Времени прошло немного, но Мендигерею, нервно прислушивавшемуся к каждому звуку, к каждому шороху, показалось оно целой вечностью. Неожиданная встреча с этим высокомерным адвокатом, изваянием, застывшим у своего стола, загадочный прием не предвещали ничего доброго. «В своих речах сладко поешь о народе, а на деле выжимаешь последние соки из обнищавших, последнюю кровь высасываешь у несчастных, образованный лакей ханов и султанов!» – яростно думал Мендигерей.
Заключенный думал об одном, а правитель валаята – совершенно о другом. Жаханша только сейчас беседовал с Халелом. Ни с одним словом Жаханши Халел не согласился, и тогда глава валаята вызвал Мендигерея, чтоб Халел мог с ним поговорить с глазу на глаз.
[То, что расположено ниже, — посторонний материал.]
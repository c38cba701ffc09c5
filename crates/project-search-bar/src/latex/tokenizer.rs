//! LaTeX-aware tokenizer.
//!
//! Text regions yield lowercase words; math regions yield `\command`,
//! identifier and number tokens. The same rules run over documents and
//! queries, so a query containing `$\zeta(s)$` meets the index on `\zeta`.

use serde::{Deserialize, Serialize};

use super::scan::{self, Region};
use crate::models::TokenKind;

/// Commands whose arguments are references or markup, never prose.
/// The number is how many brace groups to drop.
const DROP_ARG_COMMANDS: &[(&str, usize)] = &[
    ("cite", 1),
    ("citep", 1),
    ("citet", 1),
    ("nocite", 1),
    ("ref", 1),
    ("eqref", 1),
    ("autoref", 1),
    ("cref", 1),
    ("Cref", 1),
    ("pageref", 1),
    ("label", 1),
    ("url", 1),
    ("href", 1),
    ("includegraphics", 1),
    ("bibliography", 1),
    ("bibliographystyle", 1),
    ("usepackage", 1),
    ("documentclass", 1),
    ("input", 1),
    ("include", 1),
    ("begin", 1),
    ("end", 1),
    ("newcommand", 2),
    ("renewcommand", 2),
    ("def", 1),
    ("hspace", 1),
    ("vspace", 1),
    ("setlength", 2),
];

/// Math commands that only affect layout.
const LAYOUT_COMMANDS: &[&str] = &[
    "left", "right", "big", "Big", "bigg", "Bigg", "bigl", "bigr", "Bigl", "Bigr", "biggl",
    "biggr", "quad", "qquad", "mathrm", "text", "textrm", "textit", "mbox", "operatorname",
    "displaystyle", "textstyle", "scriptstyle", "limits", "nolimits", "nonumber", "notag",
    "label", "tag", "hspace", "phantom", "middle",
];

/// Accent commands written with a letter name, e.g. `\c{c}` or `\v{s}`.
const LETTER_ACCENTS: &[&str] = &["c", "v", "u", "H", "k", "r", "d", "b", "t"];

/// Control symbols that put an accent on the next letter, e.g. `\'e`.
const SYMBOL_ACCENTS: &[char] = &['\'', '"', '^', '`', '~', '=', '.'];

/// Special letters spelled as commands.
const LETTER_COMMANDS: &[(&str, &str)] = &[
    ("ss", "ss"),
    ("o", "o"),
    ("O", "o"),
    ("ae", "ae"),
    ("AE", "ae"),
    ("oe", "oe"),
    ("OE", "oe"),
    ("aa", "a"),
    ("AA", "a"),
    ("l", "l"),
    ("L", "l"),
    ("i", "i"),
    ("j", "j"),
];

/// English function words never indexed.
const STOP_WORDS: &[&str] = &[
    "a", "about", "above", "after", "again", "all", "also", "an", "and", "any", "are", "as",
    "at", "be", "been", "before", "being", "below", "between", "both", "but", "by", "can",
    "could", "did", "do", "does", "doing", "during", "each", "few", "for", "from", "further",
    "had", "has", "have", "having", "he", "her", "here", "hers", "him", "his", "how", "if",
    "in", "into", "is", "it", "its", "itself", "just", "let", "more", "most", "no", "nor",
    "not", "now", "of", "off", "on", "once", "only", "or", "other", "our", "ours", "out",
    "over", "own", "same", "she", "should", "so", "some", "such", "than", "that", "the",
    "their", "theirs", "them", "then", "there", "these", "they", "this", "those", "through",
    "to", "too", "under", "until", "up", "very", "was", "we", "were", "what", "when", "where",
    "which", "while", "who", "whom", "why", "will", "with", "would", "you", "your",
];

/// A token with its classification.
#[derive(Debug, Clone, PartialEq, Eq, Hash, Serialize, Deserialize)]
pub struct Token {
    pub text: String,
    pub kind: TokenKind,
}

impl Token {
    fn new(text: impl Into<String>, kind: TokenKind) -> Self {
        Self { text: text.into(), kind }
    }

    /// Key under which this token is indexed.
    ///
    /// Math identifiers are prefixed with `$` so the symbol `x` never collides
    /// with prose.
    #[must_use]
    pub fn key(&self) -> String {
        match self.kind {
            TokenKind::MathSymbol => format!("${}", self.text),
            TokenKind::Word | TokenKind::MathCommand | TokenKind::Number => self.text.clone(),
        }
    }
}

/// Whether text-mode commands are markup (documents) or search terms (queries).
#[derive(Debug, Clone, Copy, PartialEq, Eq)]
pub(crate) enum Mode {
    Document,
    Query,
}

/// Tokenize LaTeX source.
#[must_use]
pub fn tokenize(src: &str) -> Vec<Token> {
    tokenize_with(src, Mode::Document)
}

pub(crate) fn tokenize_with(src: &str, mode: Mode) -> Vec<Token> {
    let stripped = scan::strip_comments(src);
    let mut tokens = Vec::new();
    for region in scan::split_regions(&stripped) {
        match region {
            Region::Text(text) => tokenize_text(text, mode, &mut tokens),
            Region::Math { content, .. } => tokenize_math(content, &mut tokens),
        }
    }
    tokens
}

/// Render a text-mode fragment as plain prose: commands removed, accents
/// folded, reference arguments dropped. Math regions are kept verbatim.
#[must_use]
pub fn to_plain_text(src: &str) -> String {
    let stripped = scan::strip_comments(src);
    let mut out = String::with_capacity(stripped.len());
    for region in scan::split_regions(&stripped) {
        match region {
            Region::Text(text) => {
                walk_text(text, Mode::Document, &mut |event| match event {
                    TextEvent::Char(c) => out.push(c),
                    TextEvent::Break | TextEvent::Command(_) => out.push(' '),
                });
            }
            Region::Math { raw, .. } => out.push_str(raw),
        }
    }
    collapse_whitespace(&out)
}

/// Collapse runs of whitespace into single spaces and trim.
#[must_use]
pub fn collapse_whitespace(text: &str) -> String {
    text.split_whitespace().collect::<Vec<_>>().join(" ")
}

enum TextEvent<'a> {
    /// A visible character.
    Char(char),
    /// A word separator produced by markup.
    Break,
    /// A text-mode command that is not markup (only in query mode).
    Command(&'a str),
}

/// Walk a text region, resolving markup into characters and breaks.
fn walk_text<'a, F>(text: &'a str, mode: Mode, emit: &mut F)
where
    F: FnMut(TextEvent<'a>),
{
    let bytes = text.as_bytes();
    let mut i = 0;
    while i < bytes.len() {
        match bytes[i] {
            b'\\' => i = walk_command(text, i, mode, emit),
            b'{' | b'}' => {
                i += 1;
            }
            b'~' => {
                emit(TextEvent::Break);
                i += 1;
            }
            _ => {
                let len = scan::char_len_at(text, i);
                if let Some(c) = text[i..].chars().next() {
                    emit(TextEvent::Char(c));
                }
                i += len;
            }
        }
    }
}

/// Handle the command starting at the backslash `pos`; return the next offset.
fn walk_command<'a, F>(text: &'a str, pos: usize, mode: Mode, emit: &mut F) -> usize
where
    F: FnMut(TextEvent<'a>),
{
    let name = scan::command_name_at(text, pos + 1);

    if name.is_empty() {
        let Some(symbol) = text[pos + 1..].chars().next() else {
            return text.len();
        };
        let after = pos + 1 + symbol.len_utf8();
        if SYMBOL_ACCENTS.contains(&symbol) {
            return accented_letter(text, after, emit);
        }
        emit(TextEvent::Break);
        return after;
    }

    let after = pos + 1 + name.len();

    if let Some((_, groups)) = DROP_ARG_COMMANDS.iter().find(|(cmd, _)| *cmd == name) {
        emit(TextEvent::Break);
        // \href{url}{text}: drop the target, keep the link text.
        return scan::skip_groups(text, after, *groups);
    }

    if LETTER_ACCENTS.contains(&name) && text[after..].starts_with('{') {
        return accented_letter(text, after, emit);
    }

    if let Some((_, letters)) = LETTER_COMMANDS.iter().find(|(cmd, _)| *cmd == name) {
        for c in letters.chars() {
            emit(TextEvent::Char(c));
        }
        // A control word swallows the following space: `\ss e` reads "sse".
        return scan::skip_inline_space(text, after);
    }

    match mode {
        Mode::Query => emit(TextEvent::Command(name)),
        Mode::Document => emit(TextEvent::Break),
    }
    after
}

/// Emit the base letter following an accent command at `pos`.
fn accented_letter<'a, F>(text: &'a str, pos: usize, emit: &mut F) -> usize
where
    F: FnMut(TextEvent<'a>),
{
    let rest = &text[pos..];
    if rest.starts_with('{') {
        if let Some((inner, end)) = scan::balanced_group(text, pos) {
            for c in inner.chars().filter(|c| c.is_alphanumeric()) {
                emit(TextEvent::Char(fold_accent(c)));
            }
            return end;
        }
    }
    match rest.chars().next() {
        Some(c) if c.is_alphabetic() => {
            emit(TextEvent::Char(fold_accent(c)));
            pos + c.len_utf8()
        }
        _ => pos,
    }
}

fn tokenize_text(text: &str, mode: Mode, tokens: &mut Vec<Token>) {
    let mut word = String::new();
    walk_text(text, mode, &mut |event| match event {
        TextEvent::Char(c) if c.is_alphanumeric() => {
            word.extend(fold_accent(c).to_lowercase());
        }
        TextEvent::Char(_) | TextEvent::Break => flush_word(&mut word, tokens),
        TextEvent::Command(name) => {
            flush_word(&mut word, tokens);
            if !LAYOUT_COMMANDS.contains(&name) {
                tokens.push(Token::new(format!("\\{name}"), TokenKind::MathCommand));
            }
        }
    });
    flush_word(&mut word, tokens);
}

fn flush_word(word: &mut String, tokens: &mut Vec<Token>) {
    if word.chars().count() >= 2 && !STOP_WORDS.contains(&word.as_str()) {
        let kind = if word.chars().all(|c| c.is_ascii_digit()) {
            TokenKind::Number
        } else {
            TokenKind::Word
        };
        tokens.push(Token::new(word.clone(), kind));
    }
    word.clear();
}

fn tokenize_math(content: &str, tokens: &mut Vec<Token>) {
    let bytes = content.as_bytes();
    let mut i = 0;
    while i < bytes.len() {
        let b = bytes[i];
        if b == b'\\' {
            let name = scan::command_name_at(content, i + 1);
            if name.is_empty() {
                i += 1 + scan::char_len_at(content, i + 1);
                continue;
            }
            let after = i + 1 + name.len();
            if name == "label" || name == "tag" {
                i = scan::skip_groups(content, after, 1);
                continue;
            }
            if !LAYOUT_COMMANDS.contains(&name) {
                tokens.push(Token::new(format!("\\{name}"), TokenKind::MathCommand));
            }
            i = after;
        } else if b.is_ascii_alphabetic() {
            let end = run_end(content, i, |c| c.is_ascii_alphabetic());
            tokens.push(Token::new(&content[i..end], TokenKind::MathSymbol));
            i = end;
        } else if b.is_ascii_digit() {
            let end = run_end(content, i, |c| c.is_ascii_digit());
            tokens.push(Token::new(&content[i..end], TokenKind::Number));
            i = end;
        } else {
            i += scan::char_len_at(content, i).max(1);
        }
    }
}

fn run_end(src: &str, start: usize, pred: impl Fn(u8) -> bool) -> usize {
    src.as_bytes()[start..].iter().position(|&b| !pred(b)).map_or(src.len(), |off| start + off)
}

/// Fold common Latin accented letters to their base letter.
#[must_use]
pub fn fold_accent(c: char) -> char {
    match c {
        'à' | 'á' | 'â' | 'ã' | 'ä' | 'å' => 'a',
        'À' | 'Á' | 'Â' | 'Ã' | 'Ä' | 'Å' => 'A',
        'ç' | 'ć' | 'č' => 'c',
        'Ç' | 'Ć' | 'Č' => 'C',
        'è' | 'é' | 'ê' | 'ë' | 'ě' => 'e',
        'È' | 'É' | 'Ê' | 'Ë' | 'Ě' => 'E',
        'ì' | 'í' | 'î' | 'ï' => 'i',
        'Ì' | 'Í' | 'Î' | 'Ï' => 'I',
        'ñ' | 'ń' | 'ň' => 'n',
        'Ñ' | 'Ń' | 'Ň' => 'N',
        'ò' | 'ó' | 'ô' | 'õ' | 'ö' | 'ø' | 'ő' => 'o',
        'Ò' | 'Ó' | 'Ô' | 'Õ' | 'Ö' | 'Ø' | 'Ő' => 'O',
        'ù' | 'ú' | 'û' | 'ü' | 'ů' | 'ű' => 'u',
        'Ù' | 'Ú' | 'Û' | 'Ü' | 'Ů' | 'Ű' => 'U',
        'ý' | 'ÿ' => 'y',
        'Ý' => 'Y',
        'š' | 'ś' => 's',
        'Š' | 'Ś' => 'S',
        'ž' | 'ź' | 'ż' => 'z',
        'Ž' | 'Ź' | 'Ż' => 'Z',
        'ř' => 'r',
        'Ř' => 'R',
        'ł' => 'l',
        'Ł' => 'L',
        other => other,
    }
}

#[cfg(test)]
mod tests {
    use super::*;

    fn texts(tokens: &[Token]) -> Vec<&str> {
        tokens.iter().map(|t| t.text.as_str()).collect()
    }

    #[test]
    fn test_prose_is_lowercased_without_stop_words() {
        let tokens = tokenize("The Zeros of the Riemann zeta function");
        assert_eq!(texts(&tokens), vec!["zeros", "riemann", "zeta", "function"]);
        assert!(tokens.iter().all(|t| t.kind == TokenKind::Word));
    }

    #[test]
    fn test_math_commands_and_symbols() {
        let tokens = tokenize("note $\\zeta(s) = \\sum_{n} n^{-s}$ holds");
        let math: Vec<(&str, TokenKind)> =
            tokens.iter().map(|t| (t.text.as_str(), t.kind)).collect();
        assert_eq!(
            math,
            vec![
                ("note", TokenKind::Word),
                ("\\zeta", TokenKind::MathCommand),
                ("s", TokenKind::MathSymbol),
                ("\\sum", TokenKind::MathCommand),
                ("n", TokenKind::MathSymbol),
                ("n", TokenKind::MathSymbol),
                ("s", TokenKind::MathSymbol),
                ("holds", TokenKind::Word),
            ]
        );
    }

    #[test]
    fn test_layout_commands_dropped_in_math() {
        let tokens = tokenize("$\\left( \\frac{a}{b} \\right)$");
        assert_eq!(texts(&tokens), vec!["\\frac", "a", "b"]);
    }

    #[test]
    fn test_citations_and_labels_dropped() {
        let tokens = tokenize("as shown in \\cite{hardy1914} and Lemma~\\ref{lem:main}");
        assert_eq!(texts(&tokens), vec!["shown", "lemma"]);
    }

    #[test]
    fn test_formatting_commands_keep_arguments() {
        let tokens = tokenize("an \\emph{explicit} \\textbf{bound}");
        assert_eq!(texts(&tokens), vec!["explicit", "bound"]);
    }

    #[test]
    fn test_accents_fold() {
        let tokens = tokenize("Poincar\\'e and Erd\\H{o}s and G\\\"{o}del and Poincaré");
        assert_eq!(texts(&tokens), vec!["poincare", "erdos", "godel", "poincare"]);
    }

    #[test]
    fn test_comments_ignored() {
        let tokens = tokenize("visible % hidden words\nstill visible");
        assert_eq!(texts(&tokens), vec!["visible", "still", "visible"]);
    }

    #[test]
    fn test_numbers() {
        let tokens = tokenize("in 2024 we have $x_{12}$");
        assert_eq!(tokens[0], Token::new("2024", TokenKind::Number));
        assert_eq!(tokens[2], Token::new("12", TokenKind::Number));
    }

    #[test]
    fn test_empty_input() {
        assert!(tokenize("").is_empty());
        assert!(tokenize("   % only a comment").is_empty());
    }

    #[test]
    fn test_query_mode_keeps_bare_commands() {
        let tokens = tokenize_with("\\zeta zeros \\emph", Mode::Query);
        assert_eq!(texts(&tokens), vec!["\\zeta", "zeros", "\\emph"]);
        let tokens = tokenize_with("\\zeta zeros", Mode::Document);
        assert_eq!(texts(&tokens), vec!["zeros"]);
    }

    #[test]
    fn test_token_keys_separate_math_symbols() {
        assert_eq!(Token::new("x", TokenKind::MathSymbol).key(), "$x");
        assert_eq!(Token::new("\\pi", TokenKind::MathCommand).key(), "\\pi");
        assert_eq!(Token::new("prime", TokenKind::Word).key(), "prime");
    }

    #[test]
    fn test_plain_text() {
        let plain = to_plain_text("We study \\emph{sieve} bounds~\\cite{x}\n\n for $\\pi(x)$.");
        assert_eq!(plain, "We study sieve bounds for $\\pi(x)$.");
    }
}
Уже на другой день, после того как Мендигерея привезли в Джамбейту, Жаханша подумал о том, что если в будущем он окажется на шатком мосту изменчивой судьбы, то не мешает заблаговременно, пока более или менее спокойно, заручиться спасительным канатом. Если большевики возьмут верх, прогонят с треском атамана Мартынова и генерала Толстова, то – кто знает, – чтобы сохранить свою голову, придется протянуть руки к Абдрахману и Мендигерею?.. Поэтому он счел разумным обращаться с Мендигереем помягче, ласковей, не подвергать его пыткам и держать как бы в почетном заключении. Об этом Жаханша не говорил Халелу открыто, но довольно ясно намекнул, сказав как-то: «В конце концов настанет мир, мы все забудем о вражде, станем жить на одной земле и заботиться о ее благе, учтите». Он распорядился, чтобы в тюрьме Мендигерея содержали в чистоте, кормили хорошо и обращались вежливо.
Конечно, Мендигерей не знал этого, неприглядная деятельность Джамбейтинского правительства проходила на его глазах: и то, что под предлогом уничтожения партизанского гнезда сожгли дотла села Алексеевку и Александровку, и то, что дружинники Арупа и Жаханши расстреливают невинных, грабят, избивают, бросают в тюрьмы молодых и старых, детей и женщин, – все это дело рьяных автономистов. Услужливый пес Аруна – Аблаев прямо на глазах Мендигерея зарубил двух мальчиков и крестьянина Фроловского. Даже Кульшан, беззащитную женщину, связали и увезли в город. Но «высокое начальство» освободило ее, видимо побоявшись слухов, что хан и тюре начали уже воевать с женщинами…
– Господин Жаханша, – снова не выдержал Мендигерей, – я заключенный. Измывательство над невольником не делает чести образованному юристу. Если угодно, или допрашивайте меня, или отправьте назад, в мою камеру.
– У меня к вам вопросов нет, доктор, – процедил Жаханша, не оборачиваясь и по-прежнему поглядывая на дверь в глубине кабинета. Мендигерей удивился: Жаханша хорошо знал, что он всего лишь фельдшер, для чего его именовать доктором?
– Вот это и называется измывательством над человеком. Зачем же тогда вызвали?